Aim To assess the predictive value of different parameters for progression towards AAD in ACA and/or 21OHAb-positive patients with autoimmune polyendocrine syndromes (APS).

Materials and Methods 29 patients with APS-1 and 114 patients with APS-2 or APS-4, were followed-up for a median of 10 years (range 6 months-33 years) and assessed by ACTH test. The risk of AAD was estimated according to age, gender, stage of adrenal dysfunction, associated diseases and antibody titer. Univariate and multivariate Cox proportional hazard models were used for statistical analysis.
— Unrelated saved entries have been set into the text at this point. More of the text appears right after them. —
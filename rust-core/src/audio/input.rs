//! Audio input capture using cpal
//!
//! Captured frames are reduced to their first channel, converted to i16 and
//! queued on a ring buffer. The recorder pulls fixed-size chunks from it.

use std::sync::atomic::{AtomicUsize, Ordering};
use std::sync::Arc;
use std::thread;
use std::time::{Duration, Instant};

use cpal::traits::{DeviceTrait, StreamTrait};
use cpal::{Device, FromSample, SampleFormat, SizedSample, Stream, StreamConfig};

use super::buffer::{AudioConsumer, AudioProducer, AudioRingBuffer};
use super::device::select_stream_config;
use crate::error::{AudioError, Result};

/// How long a chunk read may wait before the device counts as gone
const STALL_TIMEOUT: Duration = Duration::from_secs(2);

/// Source of captured mono audio
pub trait AudioSource {
    /// Block until `frames` samples are available and return them
    fn read_chunk(&mut self, frames: usize) -> Result<Vec<i16>>;

    /// Stop capturing and release the device
    fn close(&mut self);
}

/// Audio input stream
pub struct CpalSource {
    stream: Option<Stream>,
    consumer: AudioConsumer<i16>,
    dropped: Arc<AtomicUsize>,
    device_name: String,
}

impl CpalSource {
    /// Open `device` for mono capture at `sample_rate`
    ///
    /// # Arguments
    /// * `ring_capacity` - Samples buffered between the callback and readers;
    ///   anything beyond it is dropped rather than reported
    pub fn open(device: Device, sample_rate: u32, ring_capacity: usize) -> Result<Self> {
        let device_name = device
            .name()
            .map_err(|e| AudioError::DeviceUnavailable(e.to_string()))?;

        let ranges = device
            .supported_input_configs()
            .map_err(|e| AudioError::StreamOpenFailure(e.to_string()))?;

        let config = select_stream_config(ranges, sample_rate, 1).ok_or_else(|| {
            AudioError::StreamOpenFailure(format!(
                "{} cannot capture at {} Hz",
                device_name, sample_rate
            ))
        })?;

        let channels = config.channels() as usize;
        let sample_format = config.sample_format();
        let stream_config: StreamConfig = config.into();

        let (producer, consumer) = AudioRingBuffer::<i16>::new(ring_capacity).split();
        let dropped = Arc::new(AtomicUsize::new(0));

        let stream = match sample_format {
            SampleFormat::F32 => build_input::<f32>(&device, &stream_config, producer, channels, &dropped),
            SampleFormat::I16 => build_input::<i16>(&device, &stream_config, producer, channels, &dropped),
            SampleFormat::U16 => build_input::<u16>(&device, &stream_config, producer, channels, &dropped),
            other => Err(AudioError::StreamOpenFailure(format!(
                "unsupported input sample format {:?}",
                other
            ))),
        }?;

        stream
            .play()
            .map_err(|e| AudioError::StreamOpenFailure(e.to_string()))?;

        log::info!(
            "Capturing from {} at {} Hz ({} channel(s), keeping the first)",
            device_name,
            sample_rate,
            channels
        );

        Ok(Self {
            stream: Some(stream),
            consumer,
            dropped,
            device_name,
        })
    }

    pub fn device_name(&self) -> &str {
        &self.device_name
    }

    /// Samples lost to ring overflow so far
    pub fn dropped_samples(&self) -> usize {
        self.dropped.load(Ordering::Relaxed)
    }
}

impl AudioSource for CpalSource {
    fn read_chunk(&mut self, frames: usize) -> Result<Vec<i16>> {
        let started = Instant::now();
        while self.consumer.len() < frames {
            if self.stream.is_none() {
                return Err(AudioError::DeviceUnavailable(format!("{} is closed", self.device_name)));
            }
            if started.elapsed() > STALL_TIMEOUT {
                return Err(AudioError::DeviceUnavailable(format!(
                    "{} stopped delivering audio",
                    self.device_name
                )));
            }
            thread::sleep(Duration::from_millis(1));
        }

        let mut chunk = vec![0; frames];
        let read = self.consumer.read(&mut chunk);
        chunk.truncate(read);
        Ok(chunk)
    }

    fn close(&mut self) {
        if let Some(stream) = self.stream.take() {
            let _ = stream.pause();
            let dropped = self.dropped_samples();
            if dropped > 0 {
                log::debug!("{} overflowed, {} samples dropped", self.device_name, dropped);
            }
        }
    }
}

impl Drop for CpalSource {
    fn drop(&mut self) {
        self.close();
    }
}

fn build_input<T>(
    device: &Device,
    config: &StreamConfig,
    mut producer: AudioProducer<i16>,
    channels: usize,
    dropped: &Arc<AtomicUsize>,
) -> Result<Stream>
where
    T: SizedSample,
    i16: FromSample<T>,
{
    let dropped = Arc::clone(dropped);

    device
        .build_input_stream(
            config,
            move |data: &[T], _: &cpal::InputCallbackInfo| {
                let mono: Vec<i16> = data
                    .iter()
                    .step_by(channels)
                    .map(|&s| i16::from_sample_(s))
                    .collect();

                let written = producer.write(&mono);
                if written < mono.len() {
                    dropped.fetch_add(mono.len() - written, Ordering::Relaxed);
                }
            },
            move |err| {
                log::error!("Audio input error: {}", err);
            },
            None,
        )
        .map_err(|e| AudioError::StreamOpenFailure(e.to_string()))
}
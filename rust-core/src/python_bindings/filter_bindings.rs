//! Python bindings for spectral filtering

use numpy::PyArray1;
use pyo3::prelude::*;

use crate::filters::{FilterSpec, SpectralFilter};
use crate::signal;

/// Filter shape exposed to Python
#[pyclass(name = "FilterSpec")]
#[derive(Clone)]
pub struct PyFilterSpec {
    inner: FilterSpec,
}

#[pymethods]
impl PyFilterSpec {
    /// Keep bins at or below `cutoff` Hz
    #[staticmethod]
    fn low_pass(cutoff: f64) -> PyResult<Self> {
        let inner = FilterSpec::low_pass(cutoff);
        inner.validate()?;
        Ok(Self { inner })
    }

    /// Keep bins at or above `cutoff` Hz
    #[staticmethod]
    fn high_pass(cutoff: f64) -> PyResult<Self> {
        let inner = FilterSpec::high_pass(cutoff);
        inner.validate()?;
        Ok(Self { inner })
    }

    /// Keep bins inside `[low, high]` Hz
    #[staticmethod]
    fn band_pass(low: f64, high: f64) -> PyResult<Self> {
        let inner = FilterSpec::band_pass(low, high);
        inner.validate()?;
        Ok(Self { inner })
    }

    /// File name the filtered copy of `stem` is saved under
    fn output_file_name(&self, stem: &str) -> String {
        self.inner.output_file_name(stem)
    }

    fn __repr__(&self) -> String {
        format!("FilterSpec({})", self.inner)
    }
}

/// FFT filter exposed to Python
#[pyclass(name = "SpectralFilter")]
pub struct PySpectralFilter {
    filter: SpectralFilter,
}

#[pymethods]
impl PySpectralFilter {
    #[new]
    fn new() -> Self {
        Self {
            filter: SpectralFilter::new(),
        }
    }

    /// Filter an audio file and save the result next to it
    ///
    /// Args:
    ///     path: Input file (wav, raw or a compressed format)
    ///     spec: FilterSpec to apply
    ///
    /// Returns:
    ///     (output_path, frequencies, original_magnitudes, filtered_magnitudes)
    fn process_file<'py>(
        &mut self,
        py: Python<'py>,
        path: &str,
        spec: &PyFilterSpec,
    ) -> PyResult<(String, &'py PyArray1<f64>, &'py PyArray1<f64>, &'py PyArray1<f64>)> {
        let report = self.filter.process_file(path, spec.inner)?;
        let spectrum = report.spectrum;

        Ok((
            report.output_path.to_string_lossy().into_owned(),
            PyArray1::from_vec(py, spectrum.frequencies),
            PyArray1::from_vec(py, spectrum.original_magnitudes),
            PyArray1::from_vec(py, spectrum.filtered_magnitudes),
        ))
    }
}

/// Load a file for the waveform view
///
/// Returns:
///     (time_axis_seconds, peak_normalized_samples, sample_rate)
#[pyfunction]
pub fn load_waveform<'py>(
    py: Python<'py>,
    path: &str,
) -> PyResult<(&'py PyArray1<f64>, &'py PyArray1<f64>, u32)> {
    let buffer = signal::load(path)?;
    let samples = buffer.normalized()?;

    Ok((
        PyArray1::from_vec(py, buffer.time_axis()),
        PyArray1::from_vec(py, samples),
        buffer.sample_rate(),
    ))
}
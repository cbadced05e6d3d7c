//! Audio output playback using cpal
//!
//! The playback loop hands 16-bit mono chunks to an `AudioSink`. The cpal
//! sink converts them to the device's layout and queues them on a ring
//! buffer drained by the output callback.

use std::thread;
use std::time::{Duration, Instant};

use cpal::traits::{DeviceTrait, StreamTrait};
use cpal::{Device, FromSample, SampleFormat, SizedSample, Stream, StreamConfig};
use rubato::{FftFixedIn, Resampler};

use super::buffer::{AudioConsumer, AudioProducer, AudioRingBuffer};
use super::device::{default_output_device, select_stream_config};
use crate::error::{AudioError, Result};

/// How long a full ring may refuse data before the stream counts as dead
const STALL_TIMEOUT: Duration = Duration::from_secs(2);

/// Destination for streamed playback chunks
pub trait AudioSink {
    /// Queue one mono chunk, blocking while the device catches up
    fn write_chunk(&mut self, chunk: &[i16]) -> Result<()>;

    /// Block until everything queued has been handed to the device
    fn drain(&mut self) -> Result<()>;
}

/// Fixed-chunk rate converter for devices that reject the file's rate
struct ChunkResampler {
    inner: FftFixedIn<f64>,
    chunk_size: usize,
    input: Vec<Vec<f64>>,
}

impl ChunkResampler {
    fn new(from_rate: u32, to_rate: u32, chunk_size: usize) -> Result<Self> {
        let inner = FftFixedIn::<f64>::new(from_rate as usize, to_rate as usize, chunk_size, 2, 1)
            .map_err(|e| AudioError::StreamOpenFailure(e.to_string()))?;

        Ok(Self {
            inner,
            chunk_size,
            input: vec![Vec::with_capacity(chunk_size)],
        })
    }

    /// Resample one chunk, zero padding a short final chunk
    fn process(&mut self, mono: &[f32]) -> Result<Vec<f32>> {
        let mut out = Vec::new();
        for block in mono.chunks(self.chunk_size) {
            let input = &mut self.input[0];
            input.clear();
            input.extend(block.iter().map(|&s| s as f64));
            input.resize(self.chunk_size, 0.0);

            let resampled = self
                .inner
                .process(&self.input, None)
                .map_err(|e| AudioError::StreamOpenFailure(e.to_string()))?;
            out.extend(resampled[0].iter().map(|&s| s as f32));
        }
        Ok(out)
    }
}

/// Output stream on a cpal device
pub struct CpalSink {
    stream: Stream,
    producer: AudioProducer<f32>,
    channels: usize,
    resampler: Option<ChunkResampler>,
    device_name: String,
}

impl CpalSink {
    /// Open the default output device for mono audio at `sample_rate`
    pub fn open_default(sample_rate: u32, chunk_size: usize) -> Result<Self> {
        Self::open(default_output_device()?, sample_rate, chunk_size)
    }

    /// Open `device` for mono audio at `sample_rate`
    ///
    /// Uses a native configuration when the device supports the rate,
    /// otherwise the device default with resampling.
    pub fn open(device: Device, sample_rate: u32, chunk_size: usize) -> Result<Self> {
        let device_name = device
            .name()
            .map_err(|e| AudioError::DeviceUnavailable(e.to_string()))?;

        let ranges = device
            .supported_output_configs()
            .map_err(|e| AudioError::StreamOpenFailure(e.to_string()))?;

        let (config, resampler) = match select_stream_config(ranges, sample_rate, 1) {
            Some(config) => (config, None),
            None => {
                let config = device
                    .default_output_config()
                    .map_err(|e| AudioError::StreamOpenFailure(e.to_string()))?;
                log::warn!(
                    "{} cannot play {} Hz, resampling to {} Hz",
                    device_name,
                    sample_rate,
                    config.sample_rate().0
                );
                let resampler = ChunkResampler::new(sample_rate, config.sample_rate().0, chunk_size)?;
                (config, Some(resampler))
            }
        };

        let channels = config.channels() as usize;
        let sample_format = config.sample_format();
        let stream_config: StreamConfig = config.into();

        // Half a second of device audio
        let capacity = (stream_config.sample_rate.0 as usize / 2).max(chunk_size) * channels;
        let (producer, consumer) = AudioRingBuffer::<f32>::new(capacity).split();

        let stream = match sample_format {
            SampleFormat::F32 => build_output::<f32>(&device, &stream_config, consumer, channels),
            SampleFormat::I16 => build_output::<i16>(&device, &stream_config, consumer, channels),
            SampleFormat::U16 => build_output::<u16>(&device, &stream_config, consumer, channels),
            other => Err(AudioError::StreamOpenFailure(format!(
                "unsupported output sample format {:?}",
                other
            ))),
        }?;

        stream
            .play()
            .map_err(|e| AudioError::StreamOpenFailure(e.to_string()))?;

        log::info!(
            "Opened output {} at {} Hz, {} channel(s)",
            device_name,
            stream_config.sample_rate.0,
            channels
        );

        Ok(Self {
            stream,
            producer,
            channels,
            resampler,
            device_name,
        })
    }

    pub fn device_name(&self) -> &str {
        &self.device_name
    }
}

impl AudioSink for CpalSink {
    fn write_chunk(&mut self, chunk: &[i16]) -> Result<()> {
        let mono: Vec<f32> = chunk.iter().map(|&s| s as f32 / 32768.0).collect();
        let mono = match self.resampler.as_mut() {
            Some(resampler) => resampler.process(&mono)?,
            None => mono,
        };

        let frames: Vec<f32> = mono
            .iter()
            .flat_map(|&s| std::iter::repeat(s).take(self.channels))
            .collect();

        let mut offset = 0;
        let mut last_progress = Instant::now();
        while offset < frames.len() {
            let n = self.producer.write(&frames[offset..]);
            offset += n;
            if n > 0 {
                last_progress = Instant::now();
            } else if last_progress.elapsed() > STALL_TIMEOUT {
                return Err(AudioError::DeviceUnavailable(format!(
                    "{} stopped consuming audio",
                    self.device_name
                )));
            } else {
                thread::sleep(Duration::from_millis(1));
            }
        }

        Ok(())
    }

    fn drain(&mut self) -> Result<()> {
        let started = Instant::now();
        while !self.producer.is_drained() {
            if started.elapsed() > STALL_TIMEOUT {
                log::warn!("{} did not drain before close", self.device_name);
                break;
            }
            thread::sleep(Duration::from_millis(5));
        }

        self.stream
            .pause()
            .map_err(|e| AudioError::StreamOpenFailure(e.to_string()))
    }
}

fn build_output<T>(
    device: &Device,
    config: &StreamConfig,
    mut consumer: AudioConsumer<f32>,
    channels: usize,
) -> Result<Stream>
where
    T: SizedSample + FromSample<f32>,
{
    let mut scratch: Vec<f32> = Vec::new();

    device
        .build_output_stream(
            config,
            move |data: &mut [T], _: &cpal::OutputCallbackInfo| {
                // Whole frames only, so channels never shift
                let available = consumer.len() / channels * channels;
                let wanted = available.min(data.len());
                scratch.resize(wanted, 0.0);
                let read = consumer.read(&mut scratch[..wanted]);

                for (i, out) in data.iter_mut().enumerate() {
                    let sample = if i < read { scratch[i] } else { 0.0 };
                    *out = T::from_sample_(sample);
                }
            },
            move |err| {
                log::error!("Audio output error: {}", err);
            },
            None,
        )
        .map_err(|e| AudioError::StreamOpenFailure(e.to_string()))
}

#[cfg(test)]
mod tests {
    use super::*;

    #[test]
    fn test_resampler_output_length() {
        let mut resampler = ChunkResampler::new(44100, 48000, 1024).unwrap();

        // Two full chunks plus a short tail padded to a third chunk
        let out = resampler.process(&vec![0.25; 1024 * 2 + 100]).unwrap();
        let expected = 3.0 * 1024.0 * 48000.0 / 44100.0;

        assert!((out.len() as f64 - expected).abs() < 200.0, "{}", out.len());
    }
}
//! Conversion between the `"50 €"` strings stored in the workbook and
//! `Decimal` amounts.

use std::str::FromStr;

use rust_decimal::prelude::ToPrimitive;
use rust_decimal::Decimal;

use crate::models::CellValue;

/// Trailing unit symbol on monetary strings at rest.
pub const CURRENCY_MARKER: char = '€';

/// A cell that does not reduce to a number once the marker is removed.
#[derive(Debug, Clone, Copy, PartialEq, Eq, thiserror::Error)]
#[error("not a currency amount")]
pub struct InvalidAmount;

/// Reduce a cell to an amount. Numeric cells are taken as they are, so a
/// column that was already converted parses again without complaint.
///
/// Returns `Ok(None)` for empty cells.
pub fn parse_amount(cell: &CellValue) -> Result<Option<Decimal>, InvalidAmount> {
    match cell {
        CellValue::Empty => Ok(None),
        CellValue::Number(number) => Decimal::try_from(*number)
            .map(Some)
            .map_err(|_| InvalidAmount),
        CellValue::Text(text) => {
            let stripped = text.replace(CURRENCY_MARKER, "");
            let trimmed = stripped.trim();
            if trimmed.is_empty() {
                return Err(InvalidAmount);
            }
            Decimal::from_str(trimmed).map(Some).map_err(|_| InvalidAmount)
        }
        CellValue::Bool(_) | CellValue::Date(_) => Err(InvalidAmount),
    }
}

/// Format an amount for storage, e.g. `50 €` or `12.5 €`.
pub fn format_amount(amount: Decimal) -> String {
    format!("{} {CURRENCY_MARKER}", amount.normalize())
}

/// Numeric cell for a derived amount.
pub fn amount_cell(amount: Decimal) -> CellValue {
    amount
        .to_f64()
        .map(CellValue::Number)
        .unwrap_or(CellValue::Empty)
}

#[cfg(test)]
mod tests {
    use super::*;

    #[test]
    fn strips_marker_and_whitespace() {
        assert_eq!(
            parse_amount(&CellValue::text("100 €")),
            Ok(Some(Decimal::from(100)))
        );
        assert_eq!(
            parse_amount(&CellValue::text("12.50€")),
            Ok(Some(Decimal::new(1250, 2)))
        );
    }

    #[test]
    fn numeric_cells_pass_through() {
        assert_eq!(
            parse_amount(&CellValue::Number(30.0)),
            Ok(Some(Decimal::from(30)))
        );
        assert_eq!(parse_amount(&CellValue::Empty), Ok(None));
    }

    #[test]
    fn rejects_non_numeric_text() {
        assert_eq!(parse_amount(&CellValue::text("abc €")), Err(InvalidAmount));
        assert_eq!(parse_amount(&CellValue::text("€")), Err(InvalidAmount));
    }

    #[test]
    fn formats_without_trailing_zeros() {
        assert_eq!(format_amount(Decimal::from(50)), "50 €");
        assert_eq!(format_amount(Decimal::new(1250, 2)), "12.5 €");
    }
}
Results The cumulative risk (CR) of developing AAD was higher in APS-1 patients (94.2%) compared to patients with APS-2/APS-4 (38.7%). The CR was high in both males and females with APS-1 patients, while in patients with APS-2/APS-4 it was high only in males. Stage 1 (increased plasma renin) for patients with APS-1 and Stage 2 (no response of cortisol to ACTH-test) for patients with APS-2/APS-4 were established as the points of no return in the progression to AAD. Adjusted hazard ratio analyses by multivariate Cox model for AAD showed that gender, diseases, adrenal function were independent risk factors for developing clinical AAD. The risk of developing clinical AAD appears to subside after 19 years of follow up.

Conclusions A model for estimating the probability to survive free of AAD has been developed and should be a useful tool in designing appropriate follow-up intervals and future therapeutic strategies.